» Task item:
Pull every line holding the word "MissingBytecode" from the data below and copy it.

++++

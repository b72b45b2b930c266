//! Solidity compilation through a local `solc` binary.

use std::{
    collections::BTreeMap,
    fmt::Debug,
    path::{
        Path,
        PathBuf,
    },
};

use async_trait::async_trait;
use serde_json::Value;
use tokio::process::Command;
use tracing::{
    debug,
    error,
};

#[derive(Debug, thiserror::Error)]
pub enum CompilationError {
    #[error("Compilation failed: {0}")]
    CompilationFailed(String),

    #[error("Missing bytecode for contract {0}")]
    MissingBytecode(String),

    #[error("Missing ABI for contract {0}")]
    MissingAbi(String),

    #[error("Invalid JSON output: missing 'contracts' object")]
    InvalidJsonOutput,

    #[error("IO error: {0}")]
    IoError(#[from] std::io::Error),

    #[error("JSON error: {0}")]
    JsonError(#[from] serde_json::Error),
}

/// One compiled contract, as the compiler reports it.
#[derive(Debug, Clone, PartialEq, Eq)]
pub struct CompiledContract {
    /// JSON ABI text.
    pub interface: String,
    /// Hex creation code, without `0x`.
    pub bytecode: String,
}

#[derive(Debug, Clone, Default, PartialEq)]
pub struct CompilerOutput {
    /// Keyed by bare contract name.
    pub contracts: BTreeMap<String, CompiledContract>,
    pub sources: BTreeMap<String, Value>,
}

impl CompilerOutput {
    /// Adds `other`'s entries, replacing same-named ones.
    pub fn merge(&mut self, other: CompilerOutput) {
        self.contracts.extend(other.contracts);
        self.sources.extend(other.sources);
    }
}

/// Turns source files into ABIs and bytecode.
#[async_trait]
pub trait Compiler: Send + Sync + Debug {
    async fn compile(&self, dir: &Path, files: &[String]) -> Result<CompilerOutput, CompilationError>;
}

/// Runs a local `solc` from the source directory and reads its
/// `--combined-json abi,bin` output.
#[derive(Debug, Clone)]
pub struct SolcCompiler {
    solc: PathBuf,
}

impl SolcCompiler {
    pub fn new(solc: impl Into<PathBuf>) -> Self {
        Self { solc: solc.into() }
    }

    /// Metadata hashes are left out of the bytecode; file names come last.
    fn command_args(files: &[String]) -> Vec<String> {
        let mut args: Vec<String> = [
            "--combined-json",
            "abi,bin",
            "--metadata-hash",
            "none",
            "--base-path",
            ".",
        ]
        .map(String::from)
        .into();
        args.extend(files.iter().cloned());
        args
    }
}

impl Default for SolcCompiler {
    fn default() -> Self {
        Self::new("solc")
    }
}

#[async_trait]
impl Compiler for SolcCompiler {
    async fn compile(&self, dir: &Path, files: &[String]) -> Result<CompilerOutput, CompilationError> {
        let cmd_args = Self::command_args(files);

        debug!(
            target: "workbench::compiler",
            dir = %dir.display(),
            ?cmd_args,
            "Running solc"
        );
        let output = Command::new(&self.solc)
            .args(&cmd_args)
            .current_dir(dir)
            .output()
            .await?;

        if !output.status.success() {
            let logs = String::from_utf8_lossy(&output.stderr).into_owned();
            error!(target: "workbench::compiler", "Compilation failed: {}", logs);
            return Err(CompilationError::CompilationFailed(logs));
        }

        let compiled = parse_combined_json(&String::from_utf8_lossy(&output.stdout))?;
        debug!(
            target: "workbench::compiler",
            contracts = compiled.contracts.len(),
            "Finished Solidity compilation"
        );
        Ok(compiled)
    }
}

/// Parses `solc --combined-json abi,bin` output.
///
/// `path/File.sol:Name` keys are reduced to `Name`. The ABI may be embedded
/// either as JSON text (older compilers) or as a JSON array.
pub fn parse_combined_json(json_output: &str) -> Result<CompilerOutput, CompilationError> {
    let output: Value = serde_json::from_str(json_output)?;

    let contracts = output["contracts"]
        .as_object()
        .ok_or(CompilationError::InvalidJsonOutput)?;

    let mut compiled = CompilerOutput::default();
    for (key, contract) in contracts {
        let name = key.rsplit(':').next().unwrap_or(key).to_string();

        let interface = match &contract["abi"] {
            Value::String(text) => text.clone(),
            abi @ Value::Array(_) => serde_json::to_string(abi)?,
            _ => return Err(CompilationError::MissingAbi(name)),
        };
        let bytecode = contract["bin"]
            .as_str()
            .ok_or_else(|| CompilationError::MissingBytecode(name.clone()))?
            .to_string();

        compiled.contracts.insert(
            name,
            CompiledContract {
                interface,
                bytecode,
            },
        );
    }

    if let Some(sources) = output["sources"].as_object() {
        compiled.sources = sources
            .iter()
            .map(|(path, source)| (path.clone(), source.clone()))
            .collect();
    }

    Ok(compiled)
}
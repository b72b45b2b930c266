//! Runs against a real anvil node and `solc`; enabled with `--features anvil-test`.
#![cfg(feature = "anvil-test")]

mod common;

#[cfg(test)]
mod tests {
    use std::time::Duration;

    use alloy_dyn_abi::DynSolValue;

    use super::common::{
        addr_value,
        uint,
    };
    use tempfile::TempDir;
    use workbench::{
        MockOptions,
        Workbench,
        WorkbenchConfig,
        test_utils::init_test_tracing,
    };

    const COUNTER: &str = r#"// SPDX-License-Identifier: MIT
pragma solidity ^0.8.13;

contract Counter {
    uint256 public count;

    constructor(uint256 start) {
        count = start;
    }

    function bump(uint256 by) external returns (uint256) {
        count += by;
        return count;
    }

    function owner(address who) external pure returns (address) {
        return who;
    }
}

interface ICounter {
    function count() external view returns (uint256);
}

contract Reader {
    function read(address counter) external view returns (uint256) {
        return ICounter(counter).count();
    }
}
"#;

    async fn suite(port: u16) -> anyhow::Result<(TempDir, workbench::TestSuite)> {
        init_test_tracing();
        let dir = TempDir::new()?;
        std::fs::write(dir.path().join("Counter.sol"), COUNTER)?;

        let config = WorkbenchConfig::default()
            .with_contracts_dir(dir.path())
            .with_env_path(dir.path().join("ethereum.json"))
            .with_port(port)
            .with_receipt_timing(Duration::from_millis(50), Duration::from_secs(20));
        let suite = Workbench::new(config)?.start_testing(&["Counter"]).await?;
        Ok((dir, suite))
    }

    #[tokio::test]
    async fn test_real_deployment_reads_and_writes() -> anyhow::Result<()> {
        let (_dir, suite) = suite(8561).await?;
        let counter = suite.contract("Counter")?.deploy(vec![uint(3)]).await?;

        assert_eq!(counter.call("count", &[]).await?, vec![uint(3)]);

        let tx_hash = counter
            .invoke("bump", &[uint(4)])
            .await?
            .tx_hash()
            .expect("bump is a transaction");
        let receipt = suite.harness().wait_for_receipt(tx_hash).await?;
        assert!(receipt.status);
        assert_eq!(counter.call("count", &[]).await?, vec![uint(7)]);

        suite.finish().await?;
        Ok(())
    }

    #[tokio::test]
    async fn test_proxy_mocks_and_traces_on_chain() -> anyhow::Result<()> {
        let (_dir, suite) = suite(8562).await?;
        let target = suite.contract("Counter")?.deploy(vec![uint(0)]).await?;
        let mock = suite
            .contract("Counter")?
            .new_mock(MockOptions::traced())
            .await?;

        let count = mock.function("count")?;
        count.mock_call_return_value(uint(11), None).await?;
        assert_eq!(count.call(&[]).await?, vec![uint(11)]);

        let owner = mock.function("owner")?;
        owner
            .mock_call_return_value(addr_value(0x22), Some(&[addr_value(0x01)]))
            .await?;
        assert_eq!(owner.call(&[addr_value(0x01)]).await?, vec![addr_value(0x22)]);

        let bump = mock.function("bump")?;
        bump.mock_transaction_forward(target.address(), workbench::ForwardCall::Passthrough, None)
            .await?;
        let tx_hash = bump.invoke(&[uint(5)]).await?.tx_hash().expect("bump is a transaction");
        let receipt = suite.harness().wait_for_receipt(tx_hash).await?;

        let record = bump.was_called(&receipt)?;
        assert!(record.called);
        assert_eq!(record.args, Some(vec![uint(5)]));
        assert_eq!(target.call("count", &[]).await?, vec![uint(5)]);

        suite.finish().await?;
        Ok(())
    }

    #[tokio::test]
    async fn test_view_function_reads_traced_mock() -> anyhow::Result<()> {
        let (_dir, suite) = suite(8563).await?;
        let reader = suite.contract("Reader")?.deploy(vec![]).await?;
        let mock = suite
            .contract("Counter")?
            .new_mock(MockOptions::traced())
            .await?;
        mock.function("count")?
            .mock_call_return_value(uint(11), None)
            .await?;

        // Reader.read is a view, so the mock is reached through STATICCALL.
        assert_eq!(
            reader.call("read", &[DynSolValue::Address(mock.address())]).await?,
            vec![uint(11)]
        );
        assert!(mock.tracing().await?);

        suite.finish().await?;
        Ok(())
    }
}
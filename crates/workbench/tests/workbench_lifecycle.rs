mod common;

#[cfg(test)]
mod tests {
    use std::{
        sync::Arc,
        time::Duration,
    };

    use super::common::{
        addr_value,
        uint,
    };
    use alloy_primitives::Address;
    use tempfile::TempDir;
    use workbench::{
        MockOptions,
        Workbench,
        WorkbenchConfig,
        WorkbenchError,
        env::{
            AccountSpec,
            ChainEnvironment,
            DEFAULT_ACCOUNT,
            DEFAULT_BALANCE,
            default_environment,
            load_environment,
        },
        test_utils::{
            FixtureCompiler,
            MockChain,
            MockSandbox,
            init_test_tracing,
        },
    };

    fn config(dir: &TempDir) -> WorkbenchConfig {
        WorkbenchConfig::default()
            .with_env_path(dir.path().join("ethereum.json"))
            .with_contracts_dir(dir.path())
            .with_receipt_timing(Duration::from_millis(1), Duration::from_secs(2))
            .with_suite_timeout(Duration::from_millis(200))
    }

    fn workbench(dir: &TempDir, chain: MockChain) -> Workbench {
        workbench_with(config(dir).with_from(DEFAULT_ACCOUNT), chain)
    }

    fn workbench_with(config: WorkbenchConfig, chain: MockChain) -> Workbench {
        init_test_tracing();
        Workbench::with_backends(
            config,
            Arc::new(FixtureCompiler::sample()),
            Box::new(MockSandbox::new(chain)),
        )
        .unwrap()
    }

    #[tokio::test]
    async fn test_environment_file_is_created_on_construction() {
        let dir = TempDir::new().unwrap();
        let _workbench = workbench(&dir, MockChain::default());

        let snapshot = load_environment(&dir.path().join("ethereum.json")).unwrap();
        assert_eq!(snapshot.env.default_account(), Some(DEFAULT_ACCOUNT));
        assert_eq!(snapshot.contracts, "contracts");
    }

    #[tokio::test]
    async fn test_start_testing_compiles_and_boots() {
        let dir = TempDir::new().unwrap();
        let suite = workbench(&dir, MockChain::default())
            .start_testing(&["Token"])
            .await
            .unwrap();

        assert_eq!(suite.name(), "[Token.sol] Contracts Testing");
        assert_eq!(suite.timeout(), Duration::from_millis(200));

        let names: Vec<&str> = suite
            .workbench()
            .artifacts()
            .iter()
            .map(|artifact| artifact.name.as_str())
            .collect();
        assert_eq!(names, vec!["Token", "Proxy"]);
        assert_eq!(suite.harness().interfaces().len(), 2);

        suite.finish().await.unwrap();
    }

    #[tokio::test]
    async fn test_suite_contracts_can_be_mocked() {
        let dir = TempDir::new().unwrap();
        let suite = workbench(&dir, MockChain::default())
            .start_testing(&["Token"])
            .await
            .unwrap();

        let mock = suite
            .contract("Token")
            .unwrap()
            .new_mock(MockOptions::default())
            .await
            .unwrap();
        let balance_of = mock.function("balanceOf").unwrap();
        balance_of
            .mock_call_return_value(uint(9), None)
            .await
            .unwrap();

        let balance = suite
            .run(async { balance_of.call(&[addr_value(0x01)]).await })
            .await
            .unwrap();
        assert_eq!(balance, vec![uint(9)]);

        assert!(matches!(
            suite.contract("Vault"),
            Err(WorkbenchError::UnknownContract(name)) if name == "Vault"
        ));
    }

    #[tokio::test]
    async fn test_run_enforces_suite_timeout() {
        let dir = TempDir::new().unwrap();
        let suite = workbench(&dir, MockChain::default())
            .start_testing(&["Token"])
            .await
            .unwrap();

        let result = suite
            .run(async {
                tokio::time::sleep(Duration::from_secs(5)).await;
                Ok(())
            })
            .await;

        match result {
            Err(WorkbenchError::SuiteTimeout { suite: name, timeout }) => {
                assert_eq!(name, "[Token.sol] Contracts Testing");
                assert_eq!(timeout, Duration::from_millis(200));
            }
            other => panic!("expected suite timeout, got {other:?}"),
        }
    }

    #[tokio::test]
    async fn test_missing_source_fails_compilation() {
        let dir = TempDir::new().unwrap();
        let result = workbench(&dir, MockChain::default())
            .start_testing(&["Token", "Vault"])
            .await;

        assert!(matches!(result, Err(WorkbenchError::Compilation(_))));
    }

    #[tokio::test]
    async fn test_factory_requires_a_started_workbench() {
        let dir = TempDir::new().unwrap();
        let mut workbench = workbench(&dir, MockChain::default());
        workbench.compile(&["Token.sol".to_string()], dir.path()).await.unwrap();

        assert!(matches!(
            workbench.factory("Token"),
            Err(WorkbenchError::NotStarted)
        ));

        workbench.start().await.unwrap();
        assert!(workbench.factory("Token").is_ok());

        workbench.stop().await.unwrap();
        assert!(matches!(
            workbench.factory("Token"),
            Err(WorkbenchError::NotStarted)
        ));
    }

    fn environment(accounts: &[(Address, &str, bool)]) -> ChainEnvironment {
        let mut env = default_environment(None);
        env.accounts = accounts
            .iter()
            .map(|(address, name, default)| {
                let spec = AccountSpec {
                    name: name.to_string(),
                    balance: DEFAULT_BALANCE,
                    nonce: 0,
                    pkey: name.to_string(),
                    default: *default,
                };
                (*address, spec)
            })
            .collect();
        env
    }

    #[tokio::test]
    async fn test_sender_defaults_to_environment_account() {
        let dir = TempDir::new().unwrap();
        let sender = Address::repeat_byte(0x77);
        let config = config(&dir).with_initial_state(environment(&[
            (DEFAULT_ACCOUNT, "fellow-1", false),
            (sender, "fellow-2", true),
        ]));
        let chain = MockChain::default();
        let suite = workbench_with(config, chain.clone())
            .start_testing(&["Token"])
            .await
            .unwrap();
        assert_eq!(suite.harness().defaults().from, Some(sender));

        suite.contract("Token").unwrap().deploy(vec![]).await.unwrap();
        let deployment = chain.transactions().pop().unwrap();
        assert_eq!(deployment.from, Some(sender));
    }

    #[tokio::test]
    async fn test_sender_falls_back_to_node_accounts() {
        let dir = TempDir::new().unwrap();
        let config = config(&dir).with_initial_state(environment(&[(
            Address::repeat_byte(0x77),
            "fellow-2",
            false,
        )]));
        let chain = MockChain::default();
        let suite = workbench_with(config, chain.clone())
            .start_testing(&["Token"])
            .await
            .unwrap();
        assert_eq!(suite.harness().defaults().from, Some(DEFAULT_ACCOUNT));

        suite.contract("Token").unwrap().deploy(vec![]).await.unwrap();
        assert_eq!(chain.transactions().pop().unwrap().from, Some(DEFAULT_ACCOUNT));
    }

    #[tokio::test]
    async fn test_sender_resolution_surfaces_rpc_failure() {
        let dir = TempDir::new().unwrap();
        let config = config(&dir).with_initial_state(environment(&[]));
        let chain = MockChain::default();
        chain.set_rpc_failure(Some("connection refused".to_string()));
        let mut workbench = workbench_with(config, chain);

        assert!(matches!(
            workbench.start().await,
            Err(WorkbenchError::RpcError(_))
        ));
    }

    #[tokio::test]
    async fn test_sandbox_cannot_start_twice() {
        let dir = TempDir::new().unwrap();
        let mut workbench = workbench(&dir, MockChain::default());
        workbench.start().await.unwrap();

        assert!(matches!(
            workbench.start().await,
            Err(WorkbenchError::Sandbox(_))
        ));
    }
}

++++

» Response for this exercise:
    MissingBytecode(String),
            .ok_or_else(|| CompilationError::MissingBytecode(name.clone()))?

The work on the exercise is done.